A może jedno i drugie. Bo zakładając, że "pofantazjuję" może być tak, że jak w nas są różne poziomy świadomości i diament światła 7-ej czakry, to układy w kosmosie mogą mieć tez różne takie poziomy.
Jako w niebie, tak i na ziemi. Myślę więc, że są, może nawet więcej niż siedem, choć wielokrotnie czytałam, że jest własnie siedem, a my jesteśmy na trzecim poziomie, tuz u progu do jego przekroczenia. Może też być tak, że każde z siedmiu, ma swoje nastepne siedem. Chyba w końcu zabiorę się do Księgi Urantii, o której pisał Piotr. Zapewne tam są też hierarchie, podobnie, jak na Ziemi.

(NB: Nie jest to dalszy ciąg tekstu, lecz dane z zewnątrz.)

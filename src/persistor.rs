use crate::{FailureKind, FakeDatabase, PersistorConfig, Reply, Request};
use anyhow::{Result, bail};
use doc_store::{Document, translate};
use persistor_syntax::{QueryError, parse_query};
use serde::Deserialize;
use serde_json::Value;
use tracing::{debug, info, warn};

/// Answers persistor requests against the in-memory fake database.
///
/// ```
/// use mongo_persistor::{Persistor, PersistorConfig, Request};
/// use serde_json::json;
///
/// let persistor = Persistor::new(PersistorConfig::fake()).unwrap();
/// persistor.handle_json(&json!({
///     "action": "save",
///     "collection": "people",
///     "document": { "name": "Joe", "age": 20 }
/// }));
/// let reply = persistor.handle(Request::find("people", "age $gt 10"));
/// assert_eq!(reply.results().unwrap().len(), 1);
/// ```
#[derive(Debug)]
pub struct Persistor {
    config: PersistorConfig,
    database: FakeDatabase,
}

impl Persistor {
    pub fn new(config: PersistorConfig) -> Result<Self> {
        if !config.fake {
            bail!(
                "persistor at {} targets a live store at {}:{}, only fake mode is available",
                config.address,
                config.host,
                config.port
            );
        }
        info!(address = %config.address, db_name = %config.db_name, "persistor started in fake mode");
        Ok(Self {
            config,
            database: FakeDatabase::new(),
        })
    }

    pub fn config(&self) -> &PersistorConfig {
        &self.config
    }

    pub fn database(&self) -> &FakeDatabase {
        &self.database
    }

    pub fn handle(&self, request: Request) -> Reply {
        debug!(action = request.action(), collection = request.collection(), "handling request");
        let reply = match request {
            Request::Save {
                collection,
                document,
            } => Reply::Saved(self.database.save(&collection, document)),
            Request::Delete {
                collection,
                matcher,
            } => match self.database.delete(&collection, &matcher) {
                Ok(number) => Reply::Deleted(number),
                Err(err) => err.into(),
            },
            Request::Find {
                collection,
                matcher,
            } => match self.find(&collection, &matcher.query) {
                Ok(results) => Reply::Found(results),
                Err(err) => err.into(),
            },
        };
        if let Reply::Failed { kind, message } = &reply {
            warn!(%kind, %message, "request failed");
        }
        reply
    }

    /// Decodes a wire request and encodes the reply envelope.
    pub fn handle_json(&self, request: &Value) -> Value {
        match Request::deserialize(request) {
            Ok(request) => self.handle(request).into_json(),
            Err(err) => Reply::failed(FailureKind::Request, err.to_string()).into_json(),
        }
    }

    /// Runs a query string against `collection`.
    ///
    /// The translated filter is what a live store would receive; in fake mode
    /// it is logged and the predicates are evaluated directly.
    pub fn find(&self, collection: &str, query: &str) -> Result<Vec<Document>, QueryError> {
        let predicates = parse_query(query)?;
        let filter = translate(&predicates)?;
        debug!(collection, %filter, "translated query");
        let results = self.database.find(collection, &predicates);
        debug!(collection, matched = results.len(), "query evaluated");
        Ok(results)
    }
}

>I jeżeli są np osoby, które mają
pracować nad przekroczeniem świata mentalnego i wejść w świat emocji, uczuć ,serca mogły być/ są istotami, które na innej planecie rozwijały na maxa np technologie naukowe. Zakładając, że tam też jest inny świat, nie zawsze też z samej górnej półki, bardziej zrozumiałe staje się widzenie naszej planety Ziemi jako swego rodzaju "poligon doświadczalny", gdzie tam na górze może być tez swego rodzaju walka o nasze dusze we wzroście świadomości lub zniewolenie lękami, zastraszaniem, specjalnym wzbudzaniem konfliktów.
W to akurat coraz bardziej wierzę. W to, że Tam toczy się walka o nasze dusze, tyle tylko, że my powinniśmy pomóc i wzrastać w swojej świadomości. Kto wie, czy nie jesteśmy w jakimś stopniu hybrydami Anunaki. Bardzo mnie na razie przekonuje twierdzenie, że jesteśmy Kosmiczną Biblioteką doświadczalną. Tylko kurczę, dlaczego akurat nam przypadł los królika doświadczalnego. Toż to operacja na żywej, czującej Duszy.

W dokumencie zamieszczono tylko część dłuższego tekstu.